Open-ocean pelagic ecosystems are under-represented in databases of marine biodiversity, despite holding the largest biomass of organisms on Earth1. The open-ocean pelagic community predominantly consists of fish, crustaceans and cephalopods that inhabit mesopelagic (200–1000 m) and bathypelagic (1000 m to >4000 m) depths2. Many pelagic species undertake diel vertical migration (DVM), moving from the depths to shallower waters at dusk and in the reverse direction at dawn, possibly constituting the largest animal migration on the planet3. This has implications for carbon sequestration and climate regulation, as organisms actively transport organic carbon from the surface to the deep ocean3,4,5,6.

Mesopelagic fishes are a central component of open-ocean pelagic communities dominating global vertebrate biomass with estimates of up to 10 billion tons4,7,8. They are thought to represent a key link to coupling physical-biogeochemical models to the population dynamics of top-predators6,9. Thus, the open-ocean pelagic environment and its inhabitants are critical components for the provision of globally important ecosystem services1,2.

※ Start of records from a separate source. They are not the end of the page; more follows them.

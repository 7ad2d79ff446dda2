//! Error types.
//!
//! The simulation itself cannot fail: out-of-range values are clamped.
//! Only loading a configuration can go wrong.

use std::path::PathBuf;

/// Configuration errors.
#[derive(Debug, thiserror::Error)]
pub enum ConfigError {
    /// Config file could not be read
    #[error("failed to read config {path}: {source}")]
    Io {
        /// Path that was being read
        path: PathBuf,
        /// Underlying I/O error
        #[source]
        source: std::io::Error,
    },

    /// Config file is not valid JSON for `GameConfig`
    #[error("failed to parse config: {0}")]
    Parse(#[from] serde_json::Error),

    /// A value is out of its allowed range
    #[error("invalid config value `{field}`: {reason}")]
    Invalid {
        /// Dotted path of the offending field
        field: &'static str,
        /// What is wrong with it
        reason: String,
    },
}

impl ConfigError {
    /// Shorthand for an `Invalid` error.
    pub fn invalid(field: &'static str, reason: impl Into<String>) -> Self {
        Self::Invalid {
            field,
            reason: reason.into(),
        }
    }
}

/// Recording errors (serialised input streams).
#[derive(Debug, thiserror::Error)]
pub enum RecordingError {
    /// Encoding or decoding failed
    #[error("recording codec error: {0}")]
    Codec(#[from] bincode::Error),

    /// Per-frame timing and input streams disagree
    #[error("recording is corrupt: {0}")]
    Corrupt(String),
}
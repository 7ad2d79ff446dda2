//! Input Capture and Edge Detection
//!
//! The front end hands the core one raw snapshot per frame: which logical
//! keys are currently down. Transitions in the state machine need
//! *edges* (down now, up last frame), so the orchestrator keeps the
//! previous snapshot and derives an [`InputEdges`] value each frame.

use serde::{Serialize, Deserialize};

use crate::core::hash::{StateHash, StateHasher};
use crate::error::RecordingError;

// =============================================================================
// INPUT TYPES
// =============================================================================

/// Raw key-down state for a single frame.
///
/// One bit per logical key. Anything not set is "not pressed".
#[derive(Clone, Copy, Debug, Default, PartialEq, Eq, Hash, Serialize, Deserialize)]
#[repr(transparent)]
pub struct InputFrame {
    /// Key flags (packed bits):
    /// - Bit 0: Move left
    /// - Bit 1: Move right
    /// - Bit 2: Move up
    /// - Bit 3: Move down
    /// - Bit 4: Jump
    /// - Bit 5: Pause
    /// - Bit 6: Confirm
    /// - Bit 7: Exit
    pub flags: u8,
}

impl InputFrame {
    /// Move left flag bit
    pub const LEFT: u8 = 0x01;
    /// Move right flag bit
    pub const RIGHT: u8 = 0x02;
    /// Move up flag bit
    pub const UP: u8 = 0x04;
    /// Move down flag bit
    pub const DOWN: u8 = 0x08;
    /// Jump flag bit
    pub const JUMP: u8 = 0x10;
    /// Pause flag bit
    pub const PAUSE: u8 = 0x20;
    /// Confirm flag bit
    pub const CONFIRM: u8 = 0x40;
    /// Exit flag bit
    pub const EXIT: u8 = 0x80;

    /// Create an empty input frame (nothing held).
    pub const fn new() -> Self {
        Self { flags: 0 }
    }

    /// Create from raw flag bits.
    pub const fn from_flags(flags: u8) -> Self {
        Self { flags }
    }

    /// Builder: also hold `flag`.
    pub const fn with(self, flag: u8) -> Self {
        Self { flags: self.flags | flag }
    }

    /// Check if a key is down.
    #[inline]
    pub fn is_down(&self, flag: u8) -> bool {
        self.flags & flag != 0
    }

    /// Set or clear a key.
    #[inline]
    pub fn set(&mut self, flag: u8, down: bool) {
        if down {
            self.flags |= flag;
        } else {
            self.flags &= !flag;
        }
    }

    /// Move left held.
    #[inline]
    pub fn left(&self) -> bool {
        self.is_down(Self::LEFT)
    }

    /// Move right held.
    #[inline]
    pub fn right(&self) -> bool {
        self.is_down(Self::RIGHT)
    }

    /// Move up held.
    #[inline]
    pub fn up(&self) -> bool {
        self.is_down(Self::UP)
    }

    /// Move down held.
    #[inline]
    pub fn down(&self) -> bool {
        self.is_down(Self::DOWN)
    }

    /// Jump held.
    #[inline]
    pub fn jump(&self) -> bool {
        self.is_down(Self::JUMP)
    }

    /// Exit held.
    #[inline]
    pub fn exit(&self) -> bool {
        self.is_down(Self::EXIT)
    }

    /// Horizontal axis: -1 left, +1 right, 0 for neither or both.
    #[inline]
    pub fn horizontal(&self) -> f32 {
        axis(self.left(), self.right())
    }

    /// Vertical axis: -1 up, +1 down, 0 for neither or both.
    #[inline]
    pub fn vertical(&self) -> f32 {
        axis(self.up(), self.down())
    }

    /// Check if this is an idle frame (nothing held).
    #[inline]
    pub fn is_idle(&self) -> bool {
        self.flags == 0
    }
}

#[inline]
fn axis(negative: bool, positive: bool) -> f32 {
    match (negative, positive) {
        (true, false) => -1.0,
        (false, true) => 1.0,
        _ => 0.0,
    }
}

/// Keys that went down this frame.
///
/// Computed from the previous and current snapshots, never stored
/// globally: `pressed = current & !previous`.
#[derive(Clone, Copy, Debug, Default, PartialEq, Eq)]
pub struct InputEdges {
    pressed: u8,
}

impl InputEdges {
    /// Derive edges from two consecutive snapshots.
    #[inline]
    pub fn between(previous: InputFrame, current: InputFrame) -> Self {
        Self {
            pressed: current.flags & !previous.flags,
        }
    }

    /// Check whether `flag` went down this frame.
    #[inline]
    pub fn pressed(&self, flag: u8) -> bool {
        self.pressed & flag != 0
    }

    /// Confirm went down this frame.
    #[inline]
    pub fn confirm(&self) -> bool {
        self.pressed(InputFrame::CONFIRM)
    }

    /// Pause went down this frame.
    #[inline]
    pub fn pause(&self) -> bool {
        self.pressed(InputFrame::PAUSE)
    }

    /// Nothing went down this frame.
    #[inline]
    pub fn is_empty(&self) -> bool {
        self.pressed == 0
    }
}

// =============================================================================
// INPUT RECORDING
// =============================================================================

/// Input change entry. Only stored when the snapshot changes.
#[derive(Clone, Copy, Debug, PartialEq, Eq, Serialize, Deserialize)]
pub struct InputDelta {
    /// Frame index when this input state began
    pub frame: u32,
    /// The new input state
    pub input: InputFrame,
}

/// Recorded session: per-frame `dt` plus delta-compressed inputs.
///
/// Used for:
/// - Replay playback
/// - Verifying a replay reaches the same state hash
#[derive(Clone, Debug, Default, Serialize, Deserialize)]
pub struct InputRecording {
    /// Elapsed time of every recorded frame
    frame_times: Vec<f32>,

    /// Delta-compressed input data.
    /// Only stores frames where input CHANGED.
    deltas: Vec<InputDelta>,

    /// Last recorded input (for delta comparison)
    #[serde(skip)]
    last_input: InputFrame,
}

impl InputRecording {
    /// Create an empty recording.
    pub fn new() -> Self {
        Self {
            frame_times: Vec::with_capacity(3600), // one minute at 60 Hz
            deltas: Vec::with_capacity(256),
            last_input: InputFrame::new(),
        }
    }

    /// Record one frame.
    ///
    /// The input is only stored if it changed from the previous frame.
    pub fn record(&mut self, dt: f32, input: InputFrame) {
        let frame = self.frame_times.len() as u32;
        self.frame_times.push(dt);

        if input != self.last_input {
            self.deltas.push(InputDelta { frame, input });
            self.last_input = input;
        }
    }

    /// Input held at a specific frame.
    ///
    /// Uses binary search over the deltas.
    pub fn input_at(&self, frame: u32) -> InputFrame {
        let idx = self.deltas.partition_point(|d| d.frame <= frame);
        if idx == 0 {
            InputFrame::new()
        } else {
            self.deltas[idx - 1].input
        }
    }

    /// Number of recorded frames.
    pub fn frame_count(&self) -> usize {
        self.frame_times.len()
    }

    /// Number of stored deltas.
    pub fn delta_count(&self) -> usize {
        self.deltas.len()
    }

    /// All deltas.
    pub fn deltas(&self) -> &[InputDelta] {
        &self.deltas
    }

    /// Iterate `(dt, input)` for every recorded frame.
    pub fn replay_iter(&self) -> ReplayIterator<'_> {
        ReplayIterator {
            recording: self,
            frame: 0,
            delta_idx: 0,
            current: InputFrame::new(),
        }
    }

    /// Hash of the full recording.
    pub fn compute_hash(&self) -> StateHash {
        let mut hasher = StateHasher::for_input_recording();
        hasher.update_u32(self.frame_times.len() as u32);
        for dt in &self.frame_times {
            hasher.update_f32(*dt);
        }
        for delta in &self.deltas {
            hasher.update_u32(delta.frame);
            hasher.update_u8(delta.input.flags);
        }
        hasher.finalize()
    }

    /// Encode with bincode.
    pub fn to_bytes(&self) -> Result<Vec<u8>, RecordingError> {
        Ok(bincode::serialize(self)?)
    }

    /// Decode with bincode and check the streams agree.
    pub fn from_bytes(bytes: &[u8]) -> Result<Self, RecordingError> {
        let mut recording: Self = bincode::deserialize(bytes)?;

        let frames = recording.frame_times.len() as u32;
        let mut previous: Option<u32> = None;
        for delta in &recording.deltas {
            if delta.frame >= frames {
                return Err(RecordingError::Corrupt(format!(
                    "delta at frame {} beyond {} recorded frames",
                    delta.frame, frames
                )));
            }
            if previous.is_some_and(|p| p >= delta.frame) {
                return Err(RecordingError::Corrupt(format!(
                    "deltas out of order at frame {}",
                    delta.frame
                )));
            }
            previous = Some(delta.frame);
        }

        recording.last_input = recording
            .deltas
            .last()
            .map(|d| d.input)
            .unwrap_or_default();
        Ok(recording)
    }
}

/// Iterator for replaying inputs frame by frame.
pub struct ReplayIterator<'a> {
    recording: &'a InputRecording,
    frame: usize,
    delta_idx: usize,
    current: InputFrame,
}

impl Iterator for ReplayIterator<'_> {
    type Item = (f32, InputFrame);

    fn next(&mut self) -> Option<Self::Item> {
        let dt = *self.recording.frame_times.get(self.frame)?;

        while let Some(delta) = self.recording.deltas.get(self.delta_idx) {
            if delta.frame as usize <= self.frame {
                self.current = delta.input;
                self.delta_idx += 1;
            } else {
                break;
            }
        }

        self.frame += 1;
        Some((dt, self.current))
    }
}

// =============================================================================
// TESTS
// =============================================================================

In the Southern Ocean, mesopelagic fishes are key prey for sentinel species such as seals and seabirds10,11,12. As major consumers of secondary productivity (zooplankton) they also exert control on lower trophic levels of oceanic food webs13,14. Despite their ecologically important role, there are gaps in our knowledge of their biodiversity, abundance, biomass, and the processes that shape their distribution, life cycles and behaviour4,8,15,16,17,18,19. Mesopelagic fishes are difficult to sample due to their patchy distribution and ability to avoid and escape pelagic nets8,20,21. This is confounded by the differences in catch efficiency between gear types, leading to biased estimates of abundance and biomass4,8.

Mesopelagic fishes are likely to be impacted by ocean-warming with evidence indicating future range shifts of temperate species, range reductions of Antarctic species16,22 and possible biogeographic shifts in body size patterns23. This will have implications for the predators that feed upon them14 and potentially more broadly for global biogeochemical cycles24. Tracking the future distribution and abundance of species requires the development of reliable population baseline estimates and an understanding of the biases associated with different sampling strategies25,26,27,28.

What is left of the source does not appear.